Krishnamurti’s philosophy is a response to what he sees as the primary problem facing mankind. The problem, as he sees it, is that “[t]here is extraordinarily acute suffering, and it is not individual but collective…[O]ur whole psychological being is confused, and all the leaders, political and religious, have failed us… Surely, the more trouble there is in the world, the more chaos, the more one seeks security… either that of a bank account or that of an ideology; or else you turn to prayer, you go to the temple- which is really escaping what is happening in the world” (Krishnamurti 22-23).

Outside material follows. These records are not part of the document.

//! Error types for builds and for the HTTP surface.
//!
//! [`BuildError`] is what `build()` returns: a structural defect of the
//! graph, a checkpoint failure, a bad config, or a crashed worker. Failed
//! and blocked nodes are not errors; they are reported in the
//! [`GenerationReport`](crate::report::GenerationReport).
//!
//! [`ApiError`] is the unified error type for all API endpoints. It
//! implements `axum::response::IntoResponse` to produce structured JSON
//! error responses with appropriate HTTP status codes.

use axum::http::StatusCode;
use axum::response::{IntoResponse, Response};
use serde::Serialize;

use rpgen_core::{CoreError, Violation};
use rpgen_storage::StorageError;

use crate::jobs::JobError;

#[derive(Debug, thiserror::Error)]
pub enum BuildError {
    #[error(transparent)]
    Core(#[from] CoreError),

    #[error(transparent)]
    Storage(#[from] StorageError),

    #[error("invalid build configuration: {0}")]
    Config(String),

    #[error("worker task failed: {0}")]
    Worker(String),
}

/// Structured error detail in API responses.
#[derive(Debug, Clone, Serialize)]
pub struct ApiErrorDetail {
    /// Machine-readable error code (e.g., "NOT_FOUND", "BAD_REQUEST").
    pub code: String,
    pub message: String,
    #[serde(skip_serializing_if = "Option::is_none")]
    pub details: Option<serde_json::Value>,
}

#[derive(Debug, thiserror::Error)]
pub enum ApiError {
    /// Entity not found (404).
    #[error("not found: {0}")]
    NotFound(String),

    /// Invalid request (400).
    #[error("bad request: {0}")]
    BadRequest(String),

    /// The graph has structural violations (422).
    #[error("validation failed")]
    ValidationFailed(Vec<Violation>),

    /// Internal server error (500).
    #[error("internal error: {0}")]
    InternalError(String),

    /// Resource conflict (409).
    #[error("conflict: {0}")]
    Conflict(String),
}

impl ApiError {
    fn parts(&self) -> (StatusCode, ApiErrorDetail) {
        let detail = |code: &str, message: String, details: Option<serde_json::Value>| {
            ApiErrorDetail {
                code: code.to_string(),
                message,
                details,
            }
        };
        match self {
            ApiError::NotFound(msg) => (StatusCode::NOT_FOUND, detail("NOT_FOUND", msg.clone(), None)),
            ApiError::BadRequest(msg) => {
                (StatusCode::BAD_REQUEST, detail("BAD_REQUEST", msg.clone(), None))
            }
            ApiError::ValidationFailed(violations) => (
                StatusCode::UNPROCESSABLE_ENTITY,
                detail(
                    "VALIDATION_FAILED",
                    format!("{} violation(s)", violations.len()),
                    serde_json::to_value(violations).ok(),
                ),
            ),
            ApiError::InternalError(msg) => (
                StatusCode::INTERNAL_SERVER_ERROR,
                detail("INTERNAL_ERROR", msg.clone(), None),
            ),
            ApiError::Conflict(msg) => (StatusCode::CONFLICT, detail("CONFLICT", msg.clone(), None)),
        }
    }
}

impl IntoResponse for ApiError {
    fn into_response(self) -> Response {
        let (status, detail) = self.parts();
        let body = serde_json::json!({
            "success": false,
            "error": detail,
        });
        (status, axum::Json(body)).into_response()
    }
}

impl From<CoreError> for ApiError {
    fn from(err: CoreError) -> Self {
        match err {
            CoreError::GraphNotBuildable { violations } => ApiError::ValidationFailed(violations),
            CoreError::NodeNotFound { .. } => ApiError::NotFound(err.to_string()),
            CoreError::DuplicateNode { .. } | CoreError::ParentConflict { .. } => {
                ApiError::Conflict(err.to_string())
            }
            _ => ApiError::BadRequest(err.to_string()),
        }
    }
}

impl From<StorageError> for ApiError {
    fn from(err: StorageError) -> Self {
        match &err {
            StorageError::RunNotFound(_) | StorageError::NodeNotFound { .. } => {
                ApiError::NotFound(err.to_string())
            }
            StorageError::IntegrityError { .. } => ApiError::Conflict(err.to_string()),
            _ => ApiError::InternalError(err.to_string()),
        }
    }
}

impl From<BuildError> for ApiError {
    fn from(err: BuildError) -> Self {
        match err {
            BuildError::Core(core) => core.into(),
            BuildError::Storage(storage) => storage.into(),
            BuildError::Config(msg) => ApiError::BadRequest(msg),
            BuildError::Worker(msg) => ApiError::InternalError(msg),
        }
    }
}

impl From<JobError> for ApiError {
    fn from(err: JobError) -> Self {
        match err {
            JobError::NotFound(_) => ApiError::NotFound(err.to_string()),
            JobError::StillRunning(_) => ApiError::Conflict(err.to_string()),
        }
    }
}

His diagnosis of society’s illness is nearly identical to that of the Buddha, that each individual, and society at large, suffers and is in turmoil. I somewhat agree with his diagnosis. I believe that suffering and chaos are but a symptom of yet another problem, selfishness, and that this selfishness stems from yet another root, a narrow-minded and individualistic consciousness. I have observed that nearly all people identify themselves as one individual human form, and act with the best interests of that one minutia of life, and, by extension, other minutiae that have some sort of significance to the principle. It is this limited perspective that puts individuals in conflict with each other, causes individuals to suffer, war with one another, enslave one another. If an individual identified oneself as the universe, it would act in the best interest of the universe, which is, to me, the paradigm of virtue or morality, and my interpretation of what Buddhists call Nirvana and what Taoists call wu wei.
Krishnamurti approaches the solution from yet another angle. He proposes love as the solution. For Krishnamurti, “Love cannot be thought about, love cannot be cultivated, love cannot be practiced. The practice of love, the practice of brotherhood, is still within the field of the mind, therefore it is not love. When all this has stopped, then love comes into being… You do not say, “I love the whole world” but when you know how to love one, you know how to love the whole. Because we do not know how to love one, our love of humanity is fictitious. When you love, there is neither one nor many: there is only love. It is only when there is love that all our problems can be solved and then we shall know its bliss and its happiness” (Krishnamurti 234). This “all this” that must be stopped for love to come into being is more than just practicing love. It is any thought or ideation, psychological activity. He says, “When man becomes aware of the movement of his own consciousness he will see the division between the thinker and the thought, the observer and the observed, the experiencer and the experience. He will discover that this division is an illusion. Then only is there pure observation which is insight without any shadow of the past. This timeless insight brings about a deep radical change in the mind.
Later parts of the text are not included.